Gangguan keterlambatan pertumbuhan dan perkembangan pada anak dapat diketahui yaitu dengan melakukan penilaian awal, adapun yang harus diketahui meliputi penilaian gangguan pertumbuhan fisik, perkembangan motorik, bahasa, emosi, dan perilaku. Perkembangan anak juga dipengaruhi oleh stimulasi dan psikologis. Rangsangan/stimulasi khususnya dalam keluarga, misalnya dengan penyediaan alat mainan, sosialisasi anak, keterlibatan ibu dan anggota keluarga lain akan mempengaruhi anak dalam mencapai perkembangan yang optimal.
BAB III
PENUTUP
A. Kesimpulan
Pertumbuhan dan perkembangan merupakan suatu proses yang diawali dari konsepsi (pembuahan) sampai pematangan atau dewasa. Melalui proses tersebut anak tumbuh menjadi lebih besar dan bertambah matang dalam segala aspek baik fisik, emosi, intelektual, maupun psikososial. Apabila terdapat suatu masalah dalam proses tersebut maka yang akan berakibat terhambatnya anak mencapai tingkat tumbuh kembang yang sesuai dengan usianya. Apabila gangguan ini berlanjut maka akan menjadi suatu bentuk kecacatan yang menetap pada anak. Namun, apabila sejak dini gangguan tumbuh kembang sudah terdeteksi, maka kita dapat melakukan suatu intervensi sesuai dengan kebutuhan anak. Melalui intervensi yang dilakukan sejak dini itulah tumbuh kembang anak pada tahap selanjutnya dapat berjalan dengan lebih baik.
Gangguan pertumbuhan dan perkembangan merupakan masalah yang banyak dijumpai di masyarakat, sehingga sangatlah penting apabila semua komponen yang terlibat dalam tumbuh kembang anak, yaitu orang tua, guru, dan masyarakat dapat bekerja sama dalam melakukan pemantauan sejak dini. Tujuan akhir dari pemantauan dini gangguan tumbuh kembang anak ini tentunya adalah harapan kita dalam terwujudnya generasi harapan bangsa yang lebih baik dan berkualitas.
B. Saran
1. Untuk orang tua agar lebih cermat dan teliti dalam mendeteksi gangguan keterlambatan tumbuh kembang pada anak.
2. Jika dalam deteksi dini ditemukan gangguan keterlambatan harus cepat menentukan intervensi untuk anak.
3. Dalam melakukan deteksi dini pada anak harus bekerja sama dari beberapa komponen seperti orang tua, guru dan masyarakat.
DAFTAR PUSTAKA
Cameron, N. 2002. Human Growth and Development. California: Academic Press
Narendra, M. B. 2003. Penilaian Pertumbuhan dan Perkembangan Anak. Jakarta: EGC.
Meadow, R dan Newll, S. 2002. Lecture Notes Pediatrica. Jakarta: Erlangga.
Setiati, T. E., et al (ed). 1997. Tumbuh Kembang Anak dan Masalah Kesehatan Terkini. Semarang: Bagian Ilmu Kesehatan Anak RSUP Kariadi.
Soetjiningsih. 1998. Tumbuh Kembang Anak. Jakarta: EGC.
Soetjiningsih. 2003. Perkembangan Anak dan Permasalahannya. Jakarta: EGC.

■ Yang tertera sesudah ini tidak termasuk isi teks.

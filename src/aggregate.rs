use std::collections::BTreeMap;

use chrono::{DateTime, Utc};

use crate::models::{AppTotal, SubmissionRecord};
use crate::normalize::normalize_app_name;

/// Sums orders and earnings per normalized app for submissions made at or
/// after `cutoff`. Records without a creation time are ignored.
pub fn aggregate_submissions(
    records: &[SubmissionRecord],
    cutoff: DateTime<Utc>,
) -> BTreeMap<String, AppTotal> {
    let mut totals: BTreeMap<String, AppTotal> = BTreeMap::new();

    for record in records {
        match record.created_at {
            Some(created_at) if created_at >= cutoff => {}
            _ => continue,
        }

        let app = normalize_app_name(&record.app);
        let entry = totals.entry(app).or_default();
        entry.orders += record.orders;
        entry.earnings += record.earnings;
    }

    totals
}

#[cfg(test)]
mod tests {
    use super::*;
    use crate::models::{Timeframe, Vehicle};
    use chrono::{Duration, TimeZone};

    fn record(app: &str, orders: i64, earnings: f64, created_at: Option<DateTime<Utc>>) -> SubmissionRecord {
        SubmissionRecord {
            app: app.to_string(),
            orders,
            earnings,
            vehicle: Vehicle::Bike,
            timeframe: Timeframe::Day,
            created_at,
        }
    }

    #[test]
    fn sums_per_normalized_app() {
        let cutoff = Utc.with_ymd_and_hms(2026, 5, 1, 0, 0, 0).unwrap();
        let later = Some(cutoff + Duration::hours(2));
        let records = vec![
            record("deliveroo", 4, 50.0, later),
            record("DELIVEROO", 5, 67.0, later),
            record("uber eats", 2, 21.5, later),
        ];

        let totals = aggregate_submissions(&records, cutoff);
        assert_eq!(totals.len(), 2);
        assert_eq!(totals["Deliveroo"].orders, 9);
        assert!((totals["Deliveroo"].earnings - 117.0).abs() < 1e-9);
        assert_eq!(totals["Uber Eats"].orders, 2);
    }

    #[test]
    fn drops_records_before_cutoff_or_without_timestamp() {
        let cutoff = Utc.with_ymd_and_hms(2026, 5, 1, 0, 0, 0).unwrap();
        let records = vec![
            record("Zapp", 3, 30.0, Some(cutoff - Duration::seconds(1))),
            record("Zapp", 1, 12.0, Some(cutoff)),
            record("Zapp", 7, 70.0, None),
        ];

        let totals = aggregate_submissions(&records, cutoff);
        assert_eq!(totals["Zapp"], AppTotal { orders: 1, earnings: 12.0 });
    }

    #[test]
    fn input_is_left_untouched() {
        let cutoff = Utc.with_ymd_and_hms(2026, 5, 1, 0, 0, 0).unwrap();
        let records = vec![record("just  eat", 2, 20.0, Some(cutoff))];
        let _ = aggregate_submissions(&records, cutoff);
        assert_eq!(records[0].app, "just  eat");
    }
}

Soepardi, E. A. dan Iskandar, N (ed). 2000. Buku Ajar Telinga Hidung Tenggorok. Edisi ke-4.Jakarta: Fakultas Kedokteran Universitas Indonesia.

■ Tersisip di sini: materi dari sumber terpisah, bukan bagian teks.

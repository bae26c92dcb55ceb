use std::path::PathBuf;

use anyhow::Context;
use chrono::{Local, Utc};
use clap::{Parser, Subcommand};
use sqlx::postgres::PgPoolOptions;
use tracing::info;
use tracing_subscriber::EnvFilter;
use uuid::Uuid;

mod admin;
mod aggregate;
mod config;
mod dashboard;
mod db;
mod fallback;
mod merge;
mod models;
mod normalize;
mod report;
mod validate;
mod weights;

use admin::{SubmissionFilter, VerifiedFilter};
use dashboard::Dashboard;
use models::{Timeframe, Vehicle};
use validate::SubmissionForm;

#[derive(Parser)]
#[command(name = "courier-stats")]
#[command(about = "Crowdsourced order volume and pay per delivery app", long_about = None)]
struct Cli {
    #[command(subcommand)]
    command: Commands,
}

#[derive(Subcommand)]
enum Commands {
    /// Create or upgrade the database schema
    InitDb,
    /// Load sample community submissions
    Seed,
    /// Import submissions from a CSV file
    Import {
        #[arg(long)]
        csv: PathBuf,
    },
    /// Show the ranked apps for a timeframe and vehicle
    Stats {
        #[arg(long, value_enum, default_value_t = Timeframe::Hour)]
        timeframe: Timeframe,
        #[arg(long, value_enum, default_value_t = Vehicle::Bike)]
        vehicle: Vehicle,
        #[arg(long)]
        json: bool,
    },
    /// Submit an order report
    Submit {
        #[arg(long)]
        app: String,
        #[arg(long)]
        orders: String,
        #[arg(long)]
        hours: String,
        #[arg(long)]
        earnings: String,
        #[arg(long, value_enum)]
        vehicle: Vehicle,
        #[arg(long, value_enum)]
        timeframe: Timeframe,
        #[arg(long)]
        user_id: Option<String>,
        #[arg(long)]
        user_email: Option<String>,
    },
    /// Suggest a delivery app that is missing
    Suggest {
        #[arg(long)]
        app: String,
        #[arg(long)]
        notes: Option<String>,
        #[arg(long)]
        user_id: Option<String>,
    },
    /// Write a markdown report for a timeframe and vehicle
    Report {
        #[arg(long, value_enum, default_value_t = Timeframe::Day)]
        timeframe: Timeframe,
        #[arg(long, value_enum, default_value_t = Vehicle::Bike)]
        vehicle: Vehicle,
        #[arg(long, default_value = "report.md")]
        out: PathBuf,
    },
    /// Review community submissions
    Admin {
        #[command(subcommand)]
        command: AdminCommands,
    },
}

#[derive(Subcommand)]
enum AdminCommands {
    /// List submissions, newest first
    List {
        #[arg(long, value_enum, default_value = "all")]
        verified: VerifiedFilter,
        #[arg(long)]
        app: Option<String>,
        #[arg(long, value_enum)]
        vehicle: Option<Vehicle>,
    },
    /// List submitters and how many reports each sent
    Users,
    /// Toggle the verified flag of a submission
    Verify {
        #[arg(long)]
        id: Uuid,
    },
    /// Delete a submission
    Delete {
        #[arg(long)]
        id: Uuid,
    },
}

#[tokio::main]
async fn main() -> anyhow::Result<()> {
    tracing_subscriber::fmt()
        .with_env_filter(
            EnvFilter::try_from_default_env()
                .unwrap_or_else(|_| EnvFilter::new("courier_stats=info")),
        )
        .init();

    let cli = Cli::parse();
    let config = config::Config::from_env()?;

    let pool = PgPoolOptions::new()
        .max_connections(config.max_connections)
        .connect(&config.database_url)
        .await
        .context("failed to connect to Postgres")?;

    match cli.command {
        Commands::InitDb => {
            db::init_db(&pool).await?;
            println!("Schema ready.");
        }
        Commands::Seed => {
            let inserted = db::seed(&pool).await?;
            println!("Inserted {inserted} sample submissions.");
        }
        Commands::Import { csv } => {
            let inserted = db::import_csv(&pool, &csv).await?;
            println!("Inserted {inserted} submissions from {}.", csv.display());
        }
        Commands::Stats {
            timeframe,
            vehicle,
            json,
        } => {
            let dashboard = Dashboard::new(fallback::fallback_table());
            let selection = dashboard.select(timeframe, vehicle);
            let fetched = db::fetch_submissions(&pool, timeframe, vehicle).await;
            let Some(rows) = dashboard.resolve(&selection, fetched, &Local::now()) else {
                return Ok(());
            };

            if json {
                println!("{}", serde_json::to_string_pretty(&rows)?);
            } else {
                println!(
                    "Top delivery apps ({}, {}):",
                    timeframe.label(),
                    vehicle.label()
                );
                print!("{}", report::render_table(&rows));
            }
        }
        Commands::Submit {
            app,
            orders,
            hours,
            earnings,
            vehicle,
            timeframe,
            user_id,
            user_email,
        } => {
            let form = SubmissionForm {
                app,
                orders,
                hours_worked: hours,
                earnings,
                vehicle,
                timeframe,
                user_id,
                user_email,
            };
            let id = db::submit(&pool, &form).await?;
            info!(%id, "submission stored");
            println!("Report submitted successfully ({id}).");
        }
        Commands::Suggest {
            app,
            notes,
            user_id,
        } => {
            let suggestion = validate::validate_suggestion(&app, notes.as_deref(), user_id)?;
            db::insert_suggestion(&pool, &suggestion).await?;
            println!("Thanks! We're reviewing your suggestion for {}.", suggestion.app);
        }
        Commands::Report {
            timeframe,
            vehicle,
            out,
        } => {
            let dashboard = Dashboard::new(fallback::fallback_table());
            let selection = dashboard.select(timeframe, vehicle);
            let fetched = db::fetch_submissions(&pool, timeframe, vehicle).await;
            let rows = dashboard
                .resolve(&selection, fetched, &Local::now())
                .unwrap_or_default();
            let submissions = db::list_submissions(&pool).await?;
            let report = report::build_report(timeframe, vehicle, Utc::now(), &rows, &submissions);
            std::fs::write(&out, report)?;
            println!("Report written to {}.", out.display());
        }
        Commands::Admin { command } => run_admin(&pool, command).await?,
    }

    Ok(())
}

async fn run_admin(pool: &sqlx::PgPool, command: AdminCommands) -> anyhow::Result<()> {
    match command {
        AdminCommands::List {
            verified,
            app,
            vehicle,
        } => {
            let submissions = db::list_submissions(pool).await?;
            let counts = admin::verification_counts(&submissions);
            println!(
                "{} reports ({} verified, {} unverified)",
                counts.total, counts.verified, counts.unverified
            );
            for (name, orders) in admin::orders_by_app(&submissions) {
                println!("  {name}: {orders} orders");
            }

            let filter = SubmissionFilter {
                verified,
                app,
                vehicle,
            };
            let hits = filter.apply(&submissions);
            if hits.is_empty() {
                println!("No reports found.");
            }
            for s in hits {
                println!(
                    "- {} {} | {} | {} orders | £{:.2} | {}h | {} {} | {} | {}",
                    s.id,
                    s.created_at.format("%Y-%m-%d %H:%M"),
                    s.app,
                    s.orders,
                    s.earnings,
                    s.hours_worked,
                    s.vehicle.label(),
                    s.timeframe.label(),
                    s.user_email.as_deref().unwrap_or("anonymous"),
                    if s.verified { "Verified" } else { "Unverified" }
                );
            }
        }
        AdminCommands::Users => {
            let submissions = db::list_submissions(pool).await?;
            let users = admin::users(&submissions);
            if users.is_empty() {
                println!("No users found.");
            }
            for user in users {
                println!("- {} ({}) {} reports", user.user_email, user.user_id, user.count);
            }
        }
        AdminCommands::Verify { id } => match db::toggle_verified(pool, id).await? {
            Some(true) => println!("Submission {id} verified."),
            Some(false) => println!("Submission {id} unverified."),
            None => anyhow::bail!("no submission with id {id}"),
        },
        AdminCommands::Delete { id } => {
            if !db::delete_submission(pool, id).await? {
                anyhow::bail!("no submission with id {id}");
            }
            println!("Submission {id} deleted.");
        }
    }

    Ok(())
}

Subbagian Tumbuh Kembang. 2004. Pemantauan Perkembangan Denver II. Yogyakarta: Bagian Ilmu Kesehatan Anak FKUGM/RS Sardjito.
Suyitno, H, dan Narendra, M. B. 2003. Pertumbuhan Fisik Anak. Jakarta: EGC.
Tanuwijaya, S. 2003. Konsep Umum Tumbuh dan Kembang. Jakarta: EGC
Tim Dirjen Pembinaan Kesmas. 1997. Pedoman Deteksi Dini Tumbuh Kembang Balita. Jakarta: Departemen Kesehatan RI.
Widyastuti, D, dan Widyani, R. 2001. Panduan Perkembangan Anak 0 Sampai 1 Tahun.Jakarta: Puspa Swara.